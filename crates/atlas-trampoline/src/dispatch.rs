//! Dispatch routines
//!
//! Generated code calls one of these with libffi's closure callback shape
//! `(cif, ret, args, user_data)`. There is one instantiation per closure type
//! and signature, so argument reads and the call itself are fully typed and
//! nothing is looked up at runtime.
//!
//! A panic cannot unwind through the C frames that called the generated
//! pointer. It is caught here, logged, and the process is aborted.

use crate::signature::{CallSignature, Callable, CallableShared};
use crate::types::{FfiArg, FfiReturn};
use libffi::raw;
use std::any::{type_name, Any};
use std::ffi::c_void;
use std::marker::PhantomData;
use std::panic::{self, AssertUnwindSafe};
use std::process;
use tracing::{error, trace};

/// Shape of the callback libffi installs behind a trampoline
pub(crate) type Entry =
    unsafe extern "C" fn(*mut raw::ffi_cif, *mut c_void, *mut *mut c_void, *mut c_void);

/// Argument cells and return buffer of one in-flight call
pub struct DispatchContext<'call> {
    args: *mut *mut c_void,
    ret: *mut c_void,
    _call: PhantomData<&'call mut c_void>,
}

impl<'call> DispatchContext<'call> {
    /// `None` when a buffer the signature needs is missing
    fn new<S: CallSignature>(
        cif: *mut raw::ffi_cif,
        ret: *mut c_void,
        args: *mut *mut c_void,
    ) -> Option<Self> {
        if cif.is_null()
            || (ret.is_null() && !<S::Output as FfiReturn>::IS_VOID)
            || (args.is_null() && S::ARITY > 0)
        {
            return None;
        }

        Some(Self {
            args,
            ret,
            _call: PhantomData,
        })
    }

    /// Read argument `index`
    ///
    /// # Safety
    ///
    /// `index` must be below the call's arity and `T` must be the declared type
    /// of that parameter.
    pub unsafe fn arg<T: FfiArg>(&self, index: usize) -> T {
        (*self.args.add(index)).cast::<T>().read()
    }

    unsafe fn finish<R: FfiReturn>(&self, value: R) {
        value.write_return(self.ret);
    }
}

/// Callback for `FnMut` payloads
///
/// # Safety
///
/// `user_data` must be the payload of a live handle built for `F` and `S`, and
/// no other call into the same payload may be in progress.
pub(crate) unsafe extern "C" fn dispatch_mut<F, S>(
    cif: *mut raw::ffi_cif,
    ret: *mut c_void,
    args: *mut *mut c_void,
    user_data: *mut c_void,
) where
    F: Callable<S>,
    S: CallSignature,
{
    if user_data.is_null() {
        return;
    }
    let Some(cx) = DispatchContext::new::<S>(cif, ret, args) else {
        return;
    };

    trace!(closure = type_name::<F>(), "dispatching call");
    let payload = &mut *user_data.cast::<F>();
    match panic::catch_unwind(AssertUnwindSafe(|| payload.call_mut(&cx))) {
        Ok(value) => cx.finish(value),
        Err(cause) => uncaught_failure::<F>(cause),
    }
}

/// Callback for `Fn + Sync` payloads; may run on many threads at once
///
/// # Safety
///
/// `user_data` must be the payload of a live handle built for `F` and `S`.
pub(crate) unsafe extern "C" fn dispatch_shared<F, S>(
    cif: *mut raw::ffi_cif,
    ret: *mut c_void,
    args: *mut *mut c_void,
    user_data: *mut c_void,
) where
    F: CallableShared<S> + Sync,
    S: CallSignature,
{
    if user_data.is_null() {
        return;
    }
    let Some(cx) = DispatchContext::new::<S>(cif, ret, args) else {
        return;
    };

    trace!(closure = type_name::<F>(), "dispatching shared call");
    let payload = &*user_data.cast::<F>().cast_const();
    match panic::catch_unwind(AssertUnwindSafe(|| payload.call(&cx))) {
        Ok(value) => cx.finish(value),
        Err(cause) => uncaught_failure::<F>(cause),
    }
}

#[cold]
fn uncaught_failure<F>(cause: Box<dyn Any + Send>) -> ! {
    let message = cause
        .downcast_ref::<&str>()
        .copied()
        .or_else(|| cause.downcast_ref::<String>().map(String::as_str))
        .unwrap_or("non-string panic payload");

    error!(
        closure = type_name::<F>(),
        panic = message,
        "uncaught failure in wrapped closure, aborting"
    );
    process::abort()
}
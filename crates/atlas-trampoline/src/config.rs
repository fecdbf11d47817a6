//! Trampoline configuration
//!
//! Loaded from the `[trampoline]` table of a TOML file:
//!
//! ```toml
//! [trampoline]
//! abi = "default"              # or a raw libffi ABI number
//! serialize_allocation = false
//! ```
//!
//! Environment variables override file values:
//! - `ATLAS_TRAMPOLINE_ABI`
//! - `ATLAS_TRAMPOLINE_SERIALIZE_ALLOC`

use crate::signature::Abi;
use serde::{Deserialize, Serialize};
use std::env;
use std::path::{Path, PathBuf};
use thiserror::Error;

pub const ENV_ABI: &str = "ATLAS_TRAMPOLINE_ABI";
pub const ENV_SERIALIZE_ALLOC: &str = "ATLAS_TRAMPOLINE_SERIALIZE_ALLOC";

/// Configuration errors
#[derive(Error, Debug)]
pub enum ConfigError {
    #[error("Configuration file not found: {0}")]
    NotFound(PathBuf),

    #[error("Failed to read configuration file: {0}")]
    IoError(#[from] std::io::Error),

    #[error("Invalid TOML syntax in {file}: {error}")]
    TomlParseError {
        file: PathBuf,
        error: toml::de::Error,
    },

    #[error("Invalid value for '{field}': {reason}")]
    InvalidValue { field: String, reason: String },
}

pub type ConfigResult<T> = Result<T, ConfigError>;

/// Calling convention as written in a configuration file
#[derive(Debug, Clone, PartialEq, Eq, Serialize, Deserialize)]
#[serde(untagged)]
pub enum AbiSetting {
    /// Raw libffi ABI number, passed through unchecked
    Raw(u32),
    /// Symbolic name; only `"default"` is known
    Named(String),
}

impl Default for AbiSetting {
    fn default() -> Self {
        AbiSetting::Named("default".to_string())
    }
}

impl AbiSetting {
    pub fn resolve(&self) -> ConfigResult<Abi> {
        match self {
            AbiSetting::Raw(raw) => Ok(Abi::from_raw(*raw as _)),
            AbiSetting::Named(name) if name == "default" => Ok(Abi::DEFAULT),
            AbiSetting::Named(name) => Err(ConfigError::InvalidValue {
                field: "trampoline.abi".to_string(),
                reason: format!("unknown ABI '{}', expected 'default' or a number", name),
            }),
        }
    }
}

impl From<&str> for AbiSetting {
    fn from(value: &str) -> Self {
        match value.trim().parse::<u32>() {
            Ok(raw) => AbiSetting::Raw(raw),
            Err(_) => AbiSetting::Named(value.trim().to_string()),
        }
    }
}

/// The `[trampoline]` section
#[derive(Debug, Clone, Serialize, Deserialize, PartialEq, Eq, Default)]
#[serde(deny_unknown_fields, default)]
pub struct TrampolineConfig {
    /// Calling convention of generated pointers
    pub abi: AbiSetting,

    /// Lock around trampoline allocation and release
    pub serialize_allocation: bool,
}

#[derive(Debug, Default, Deserialize)]
#[serde(deny_unknown_fields)]
struct ConfigFile {
    #[serde(default)]
    trampoline: TrampolineConfig,
}

impl TrampolineConfig {
    /// Load the `[trampoline]` section of a TOML file
    ///
    /// A file without the section yields the defaults.
    pub fn load_from_file(path: &Path) -> ConfigResult<Self> {
        let content = std::fs::read_to_string(path).map_err(|e| {
            if e.kind() == std::io::ErrorKind::NotFound {
                ConfigError::NotFound(path.to_path_buf())
            } else {
                ConfigError::IoError(e)
            }
        })?;

        Self::parse(&content, path)
    }

    /// Parse configuration text that did not come from a file
    pub fn from_toml_str(content: &str) -> ConfigResult<Self> {
        Self::parse(content, Path::new("<string>"))
    }

    fn parse(content: &str, origin: &Path) -> ConfigResult<Self> {
        let file: ConfigFile = toml::from_str(content).map_err(|e| ConfigError::TomlParseError {
            file: origin.to_path_buf(),
            error: e,
        })?;

        file.trampoline.validate()?;
        Ok(file.trampoline)
    }

    pub fn validate(&self) -> ConfigResult<()> {
        self.resolve_abi().map(|_| ())
    }

    pub fn resolve_abi(&self) -> ConfigResult<Abi> {
        self.abi.resolve()
    }

    /// Apply `ATLAS_TRAMPOLINE_*` environment variables on top of this config
    pub fn apply_env_overrides(mut self) -> ConfigResult<Self> {
        if let Ok(abi) = env::var(ENV_ABI) {
            self.abi = AbiSetting::from(abi.as_str());
        }

        if let Ok(serialize) = env::var(ENV_SERIALIZE_ALLOC) {
            self.serialize_allocation = parse_flag(ENV_SERIALIZE_ALLOC, &serialize)?;
        }

        self.validate()?;
        Ok(self)
    }
}

fn parse_flag(field: &str, value: &str) -> ConfigResult<bool> {
    match value.to_lowercase().as_str() {
        "true" | "1" | "yes" => Ok(true),
        "false" | "0" | "no" => Ok(false),
        _ => Err(ConfigError::InvalidValue {
            field: field.to_string(),
            reason: format!("expected a boolean, got '{}'", value),
        }),
    }
}

#[cfg(test)]
mod tests {
    use super::*;

    #[test]
    fn test_parse_full_section() {
        let config = TrampolineConfig::from_toml_str(
            r#"
[trampoline]
abi = "default"
serialize_allocation = true
"#,
        )
        .unwrap();

        assert_eq!(config.abi, AbiSetting::Named("default".to_string()));
        assert!(config.serialize_allocation);
        assert_eq!(config.resolve_abi().unwrap(), Abi::DEFAULT);
    }

    #[test]
    fn test_missing_section_uses_defaults() {
        let config = TrampolineConfig::from_toml_str("").unwrap();
        assert_eq!(config, TrampolineConfig::default());
        assert!(!config.serialize_allocation);
    }

    #[test]
    fn test_numeric_abi() {
        let config = TrampolineConfig::from_toml_str("[trampoline]\nabi = 2\n").unwrap();
        assert_eq!(config.abi, AbiSetting::Raw(2));
        assert_eq!(config.resolve_abi().unwrap().as_raw(), 2);
    }

    #[test]
    fn test_unknown_abi_name() {
        let err = TrampolineConfig::from_toml_str("[trampoline]\nabi = \"fastcall\"\n").unwrap_err();
        assert!(matches!(err, ConfigError::InvalidValue { ref field, .. } if field == "trampoline.abi"));
    }

    #[test]
    fn test_unknown_field_rejected() {
        let err =
            TrampolineConfig::from_toml_str("[trampoline]\nserialise = true\n").unwrap_err();
        assert!(matches!(err, ConfigError::TomlParseError { .. }));
    }

    #[test]
    fn test_parse_flag() {
        assert!(parse_flag("x", "YES").unwrap());
        assert!(!parse_flag("x", "0").unwrap());
        assert!(parse_flag("x", "maybe").is_err());
    }

    #[test]
    fn test_abi_setting_from_str() {
        assert_eq!(AbiSetting::from("7"), AbiSetting::Raw(7));
        assert_eq!(AbiSetting::from(" default "), AbiSetting::default());
    }
}
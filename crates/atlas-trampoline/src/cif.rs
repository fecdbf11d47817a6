//! Call interface preparation
//!
//! A [`CallInterface`] is libffi's `ffi_cif` for one signature. libffi keeps
//! pointers into the argument type array and reads the cif on every call
//! through a trampoline, so both live in their own heap cells that never move
//! for as long as the interface exists.

use crate::error::{check, ClosureResult};
use crate::signature::Signature;
use libffi::raw;
use std::mem;
use std::os::raw::c_uint;
use std::ptr::NonNull;
use tracing::{trace, warn};

pub struct CallInterface {
    raw: NonNull<raw::ffi_cif>,
    arg_types: NonNull<[*mut raw::ffi_type]>,
    signature: Signature,
}

// SAFETY: the cif and argument array are only written by `ffi_prep_cif` during
// `new`; afterwards libffi only reads them.
unsafe impl Send for CallInterface {}
unsafe impl Sync for CallInterface {}

impl CallInterface {
    /// Prepare a call interface for `signature`
    ///
    /// On failure every cell allocated here is released before returning.
    pub fn new(signature: Signature) -> ClosureResult<Self> {
        if let Err(err) = signature.validate() {
            warn!(%signature, error = %err, "rejected signature");
            return Err(err);
        }

        let arg_types: Box<[*mut raw::ffi_type]> = signature
            .args()
            .iter()
            .map(|arg| arg.as_raw_ptr())
            .collect();

        // SAFETY: ffi_cif is plain data; an all-zero value is what libffi
        // expects to initialize.
        let cif: raw::ffi_cif = unsafe { mem::zeroed() };

        let interface = Self {
            raw: NonNull::from(Box::leak(Box::new(cif))),
            arg_types: NonNull::from(Box::leak(arg_types)),
            signature,
        };

        // SAFETY: both cells are live and pinned; the descriptors they point
        // at are kept alive by `interface.signature`.
        let status = unsafe {
            raw::ffi_prep_cif(
                interface.raw.as_ptr(),
                interface.signature.abi().as_raw(),
                interface.signature.arity() as c_uint,
                interface.signature.ret().as_raw_ptr(),
                interface.arg_types.cast::<*mut raw::ffi_type>().as_ptr(),
            )
        };

        if let Err(err) = check("ffi_prep_cif", status) {
            warn!(signature = %interface.signature, error = %err, "ffi_prep_cif failed");
            return Err(err);
        }

        trace!(signature = %interface.signature, "prepared call interface");
        Ok(interface)
    }

    pub fn signature(&self) -> &Signature {
        &self.signature
    }

    pub fn arity(&self) -> usize {
        self.signature.arity()
    }

    pub(crate) fn as_raw_ptr(&self) -> *mut raw::ffi_cif {
        self.raw.as_ptr()
    }
}

impl Drop for CallInterface {
    fn drop(&mut self) {
        // SAFETY: both cells were leaked from boxes in `new` and are freed once
        unsafe {
            drop(Box::from_raw(self.raw.as_ptr()));
            drop(Box::from_raw(self.arg_types.as_ptr()));
        }
    }
}

impl std::fmt::Debug for CallInterface {
    fn fmt(&self, f: &mut std::fmt::Formatter<'_>) -> std::fmt::Result {
        f.debug_struct("CallInterface")
            .field("signature", &self.signature)
            .finish()
    }
}
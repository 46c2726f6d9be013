//! Catalog client
//!
//! One async engine drives every endpoint: build the filter set, encode
//! the path, consult the cache, fall back to the transport, decode. The
//! [`blocking`] module wraps the same engine for callers without a
//! runtime.

pub mod blocking;
#[cfg(test)]
pub mod mock;

use std::sync::Arc;
use std::time::Duration;

use serde::de::DeserializeOwned;

use crate::cache::Cache;
use crate::error::{Error, Result};
use crate::filters::{
    DeviceFilters, DeviceLookup, MaintainerFilters, MaintainerLookup, ReleaseFilters,
    ReleaseLookup, UpdateFilters,
};
use crate::models::{Device, Devices, Maintainer, Maintainers, Oems, Release, Releases, Updates};
use crate::query::{FilterSet, encode, normalize};
use crate::transport::{HttpTransport, RawResponse, Transport, TransportMode};

/// Public catalog endpoint, current major version.
pub const DEFAULT_HOST: &str = "https://api.orangefox.download/v3";

/// How long fetched responses stay valid in an attached cache.
pub const DEFAULT_CACHE_TTL: Duration = Duration::from_secs(60);

/// Cached stand-in for a 404 response body.
pub(crate) const NOT_FOUND_MARKER: &str = "null";

/// Asynchronous client for the OrangeFox release catalog.
///
/// Cheap to share behind an [`Arc`]; one instance reuses its transport
/// connections across calls. Listing operations return their empty
/// collection when nothing matches, lookup operations return `None`.
///
/// ```no_run
/// use orangefox_api::OrangeFoxClient;
/// use orangefox_api::filters::DeviceFilters;
///
/// # async fn run() -> orangefox_api::Result<()> {
/// let client = OrangeFoxClient::new()?;
/// let devices = client
///     .devices(Some(&DeviceFilters::new().oem_name("Xiaomi")))
///     .await?;
/// for device in &devices {
///     println!("{}  {}", device.codename, device.full_name);
/// }
/// client.close().await;
/// # Ok(())
/// # }
/// ```
pub struct OrangeFoxClient<T: Transport = HttpTransport> {
    transport: T,
    host: String,
    cache: Option<Arc<dyn Cache>>,
    cache_ttl: Duration,
}

impl OrangeFoxClient {
    /// Create a client against the public catalog, without a cache.
    pub fn new() -> Result<Self> {
        Self::builder().build()
    }

    /// Start configuring a client.
    pub fn builder() -> ClientBuilder {
        ClientBuilder::new()
    }
}

impl<T: Transport> OrangeFoxClient<T> {
    /// List devices matching `filters`.
    pub async fn devices(&self, filters: Option<&DeviceFilters>) -> Result<Devices> {
        let path = encode_filters("/devices/", filters.map(DeviceFilters::entries));
        Ok(self.fetch_resource(&path).await?.unwrap_or_default())
    }

    /// Look up a single device, `None` when nothing matches.
    pub async fn device(&self, lookup: &DeviceLookup) -> Result<Option<Device>> {
        let path = encode_filters("/devices/get/", Some(lookup.entries()));
        self.fetch_resource(&path).await
    }

    /// List every OEM with devices in the catalog.
    pub async fn oems(&self) -> Result<Oems> {
        let path = encode_filters("/oems/", None);
        Ok(self.fetch_resource(&path).await?.unwrap_or_default())
    }

    /// List maintainers matching `filters`.
    pub async fn maintainers(&self, filters: Option<&MaintainerFilters>) -> Result<Maintainers> {
        let path = encode_filters("/users/maintainers/", filters.map(MaintainerFilters::entries));
        Ok(self.fetch_resource(&path).await?.unwrap_or_default())
    }

    /// Look up a single maintainer, `None` when nothing matches.
    pub async fn maintainer(&self, lookup: &MaintainerLookup) -> Result<Option<Maintainer>> {
        let path = encode_filters("/users/maintainers/get/", Some(lookup.entries()));
        self.fetch_resource(&path).await
    }

    /// List releases matching `filters`.
    pub async fn releases(&self, filters: Option<&ReleaseFilters>) -> Result<Releases> {
        let path = encode_filters("/releases/", filters.map(ReleaseFilters::entries));
        Ok(self.fetch_resource(&path).await?.unwrap_or_default())
    }

    /// Look up a single release, `None` when nothing matches.
    pub async fn release(&self, lookup: &ReleaseLookup) -> Result<Option<Release>> {
        let path = encode_filters("/releases/get/", Some(lookup.entries()));
        self.fetch_resource(&path).await
    }

    /// List releases published after the release `last_known_id`.
    pub async fn updates(
        &self,
        last_known_id: &str,
        filters: Option<&UpdateFilters>,
    ) -> Result<Updates> {
        let base = format!("/updates/{last_known_id}/");
        let path = encode_filters(&base, filters.map(UpdateFilters::entries));
        Ok(self.fetch_resource(&path).await?.unwrap_or_default())
    }

    /// Check that the service is alive. Never cached; any answer other
    /// than a 200 `PONG` counts as down rather than as an error.
    pub async fn ping(&self) -> Result<bool> {
        let url = format!("{}/ping", self.host);
        log::debug!("GET {url}");

        let response = self.transport.get(&url).await?;
        Ok(response.status == 200 && response.body == "PONG")
    }

    /// Release the transport's connection state.
    pub async fn close(self) {
        self.transport.close().await;
    }

    /// Fetch `path`, going through the cache when one is attached.
    ///
    /// A cached empty string counts as a miss. On a miss the raw body is
    /// stored first and the TTL applied second; 404 responses are stored
    /// as [`NOT_FOUND_MARKER`] so negative results are cached too.
    async fn fetch_resource<M: DeserializeOwned>(&self, path: &str) -> Result<Option<M>> {
        let Some(cache) = self.cache.as_ref() else {
            let raw = self.fetch_raw(path).await?;
            return decode_payload(raw.as_deref());
        };

        match cache.get(path).await {
            Some(cached) if !cached.is_empty() => {
                log::debug!("Cache hit: {path}");
                decode_payload(Some(&cached))
            }
            _ => {
                log::debug!("Cache miss: {path}");
                let raw = self.fetch_raw(path).await?;
                cache
                    .set(path, raw.as_deref().unwrap_or(NOT_FOUND_MARKER))
                    .await;
                cache.expire(path, self.cache_ttl).await;
                decode_payload(raw.as_deref())
            }
        }
    }

    /// Issue the GET and map the status, `None` meaning "no such
    /// resource".
    async fn fetch_raw(&self, path: &str) -> Result<Option<String>> {
        let url = format!("{}{}", self.host, path);
        log::debug!("GET {url}");

        let response = self.transport.get(&url).await?;
        interpret_status(response)
    }
}

/// Map a raw response onto body, absence, or error.
fn interpret_status(response: RawResponse) -> Result<Option<String>> {
    match response.status {
        200 => Ok(Some(response.body)),
        402 => Err(Error::Validation),
        404 => Ok(None),
        status => Err(Error::UnexpectedStatus {
            status,
            body: response.body,
        }),
    }
}

/// Decode a raw body into a record; empty text and the not-found marker
/// both mean absent.
fn decode_payload<M: DeserializeOwned>(raw: Option<&str>) -> Result<Option<M>> {
    match raw {
        Some(text) if !text.is_empty() && text != NOT_FOUND_MARKER => {
            Ok(Some(serde_json::from_str(text)?))
        }
        _ => Ok(None),
    }
}

/// Normalize and encode one operation's filters onto its base path.
fn encode_filters(path: &str, entries: Option<FilterSet>) -> String {
    encode(path, &normalize(entries.unwrap_or_default()))
}

/// Configuration for [`OrangeFoxClient`].
///
/// ```no_run
/// use std::time::Duration;
/// use orangefox_api::OrangeFoxClient;
///
/// # fn run() -> orangefox_api::Result<()> {
/// let client = OrangeFoxClient::builder()
///     .host("https://api.orangefox.download/v3")
///     .cache_ttl(Duration::from_secs(300))
///     .build()?;
/// # Ok(())
/// # }
/// ```
pub struct ClientBuilder {
    host: String,
    cache: Option<Arc<dyn Cache>>,
    cache_ttl: Duration,
}

impl ClientBuilder {
    pub(crate) fn new() -> Self {
        Self {
            host: DEFAULT_HOST.to_string(),
            cache: None,
            cache_ttl: DEFAULT_CACHE_TTL,
        }
    }

    /// Point the client at a different host. Trailing slashes are
    /// trimmed; endpoint paths supply their own.
    pub fn host(mut self, host: impl Into<String>) -> Self {
        let host = host.into();
        self.host = host.trim_end_matches('/').to_string();
        self
    }

    /// Attach a response cache.
    pub fn cache(mut self, cache: Arc<dyn Cache>) -> Self {
        self.cache = Some(cache);
        self
    }

    /// Override how long cached responses stay valid.
    pub fn cache_ttl(mut self, ttl: Duration) -> Self {
        self.cache_ttl = ttl;
        self
    }

    /// Build against the default HTTP transport.
    pub fn build(self) -> Result<OrangeFoxClient> {
        let transport = HttpTransport::new(TransportMode::Async)?;
        Ok(self.build_with_transport(transport))
    }

    /// Build against a caller-supplied transport.
    pub fn build_with_transport<T: Transport>(self, transport: T) -> OrangeFoxClient<T> {
        OrangeFoxClient {
            transport,
            host: self.host,
            cache: self.cache,
            cache_ttl: self.cache_ttl,
        }
    }
}
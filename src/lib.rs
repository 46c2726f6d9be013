//! Client library for the OrangeFox Recovery release catalog.
//!
//! Covers the read-only catalog endpoints (devices, OEMs, maintainers,
//! releases, incremental updates) in two flavors: the async
//! [`OrangeFoxClient`] and a [`blocking`] counterpart that drives the
//! same engine to completion on the caller's thread.
//!
//! Responses can optionally be cached behind any [`cache::Cache`]
//! implementation the caller supplies; the client stores raw response
//! bodies keyed by request path and applies a TTL after every fresh
//! write. Negative results (404) are cached too.
//!
//! # Example
//! ```no_run
//! use orangefox_api::OrangeFoxClient;
//! use orangefox_api::filters::ReleaseFilters;
//! use orangefox_api::types::{ReleaseSort, ReleaseType};
//!
//! # async fn run() -> orangefox_api::Result<()> {
//! let client = OrangeFoxClient::new()?;
//!
//! let releases = client
//!     .releases(Some(
//!         &ReleaseFilters::new()
//!             .release_type(ReleaseType::Stable)
//!             .sort(ReleaseSort::DateDesc)
//!             .limit(1),
//!     ))
//!     .await?;
//!
//! if let Some(latest) = releases.iter().next() {
//!     println!("latest stable: {} ({} bytes)", latest.version, latest.size);
//! }
//!
//! client.close().await;
//! # Ok(())
//! # }
//! ```

pub mod cache;
pub mod client;
pub mod error;
pub mod filters;
pub mod models;
mod query;
pub mod transport;
pub mod types;

pub use client::blocking;
pub use client::{ClientBuilder, DEFAULT_CACHE_TTL, DEFAULT_HOST, OrangeFoxClient};
pub use error::{Error, Result};
pub use query::OneOrMany;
====
Directions = Using the listing, filter for "warn" and return the matching lines.

Task result =
use tracing::{trace, warn};
            warn!(%signature, error = %err, "rejected signature");
            warn!(signature = %interface.signature, error = %err, "ffi_prep_cif failed");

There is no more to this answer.